*WORK TO COMPLETE*: Say the data back exactly as it is written below.
---*---
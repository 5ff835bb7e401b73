//! Benchmarks for sheet transitions and the release decision rule
//!
//! Run with: cargo bench transitions

mod support;
use support::{make_controller, scripted_drag, settle, FRAME};

use std::time::Duration;

use peeksheet::animation::{SpringAnimation, SpringParams};
use peeksheet::config::DragThresholds;
use peeksheet::sheet::resolve_release;

#[global_allocator]
static ALLOC: divan::AllocProfiler = divan::AllocProfiler::system();

fn main() {
    divan::main();
}

// ============================================================================
// Release decision (pure rule)
// ============================================================================

#[divan::bench(args = [100, 10_000])]
fn resolve_release_mixed(iterations: usize) {
    let thresholds = DragThresholds::default();

    for i in 0..iterations {
        let delta = -((i % 200) as f64);
        let velocity = -((i % 10) as f64) / 10.0;
        let decision = resolve_release(i % 2 == 0, delta, velocity, &thresholds);
        divan::black_box(decision);
    }
}

// ============================================================================
// Spring stepping
// ============================================================================

#[divan::bench(args = [150.0, 400.0])]
fn spring_settle_from(distance: f64) {
    let params = SpringParams::new(220.0, 26.0);
    let mut spring = SpringAnimation::new(distance, 0.0, params);

    for _ in 0..600 {
        if !spring.tick(Duration::from_millis(16)) {
            break;
        }
    }
    divan::black_box(spring.value());
}

// ============================================================================
// Full controller sessions
// ============================================================================

#[divan::bench(args = [4, 16, 64])]
fn drag_session_with_settle(samples: usize) {
    let mut controller = make_controller();
    scripted_drag(&mut controller, samples, -140.0);
    settle(&mut controller);
    divan::black_box(controller.offset());
}

#[divan::bench]
fn expand_collapse_cycle() {
    let mut controller = make_controller();

    controller.expand();
    settle(&mut controller);
    controller.toggle_tab("albums");
    controller.collapse();
    settle(&mut controller);

    divan::black_box(controller.overlay_opacity());
}

#[divan::bench(args = [60, 600])]
fn idle_ticks(frames: usize) {
    let mut controller = make_controller();

    for _ in 0..frames {
        divan::black_box(controller.tick(FRAME));
    }
}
---*---
*SOLUTION BELOW*:
repository 5ff835bb7e401b73
//! Benchmarks for sheet transitions and the release decision rule
//!
//! Run with: cargo bench transitions

mod support;
use support::{make_controller, scripted_drag, settle, FRAME};

use std::time::Duration;

use peeksheet::animation::{SpringAnimation, SpringParams};
use peeksheet::config::DragThresholds;
use peeksheet::sheet::resolve_release;

#[global_allocator]
static ALLOC: divan::AllocProfiler = divan::AllocProfiler::system();

fn main() {
    divan::main();
}

// ============================================================================
// Release decision (pure rule)
// ============================================================================

#[divan::bench(args = [100, 10_000])]
fn resolve_release_mixed(iterations: usize) {
    let thresholds = DragThresholds::default();

    for i in 0..iterations {
        let delta = -((i % 200) as f64);
        let velocity = -((i % 10) as f64) / 10.0;
        let decision = resolve_release(i % 2 == 0, delta, velocity, &thresholds);
        divan::black_box(decision);
    }
}

// ============================================================================
// Spring stepping
// ============================================================================

#[divan::bench(args = [150.0, 400.0])]
fn spring_settle_from(distance: f64) {
    let params = SpringParams::new(220.0, 26.0);
    let mut spring = SpringAnimation::new(distance, 0.0, params);

    for _ in 0..600 {
        if !spring.tick(Duration::from_millis(16)) {
            break;
        }
    }
    divan::black_box(spring.value());
}

// ============================================================================
// Full controller sessions
// ============================================================================

#[divan::bench(args = [4, 16, 64])]
fn drag_session_with_settle(samples: usize) {
    let mut controller = make_controller();
    scripted_drag(&mut controller, samples, -140.0);
    settle(&mut controller);
    divan::black_box(controller.offset());
}

#[divan::bench]
fn expand_collapse_cycle() {
    let mut controller = make_controller();

    controller.expand();
    settle(&mut controller);
    controller.toggle_tab("albums");
    controller.collapse();
    settle(&mut controller);

    divan::black_box(controller.overlay_opacity());
}

#[divan::bench(args = [60, 600])]
fn idle_ticks(frames: usize) {
    let mut controller = make_controller();

    for _ in 0..frames {
        divan::black_box(controller.tick(FRAME));
    }
}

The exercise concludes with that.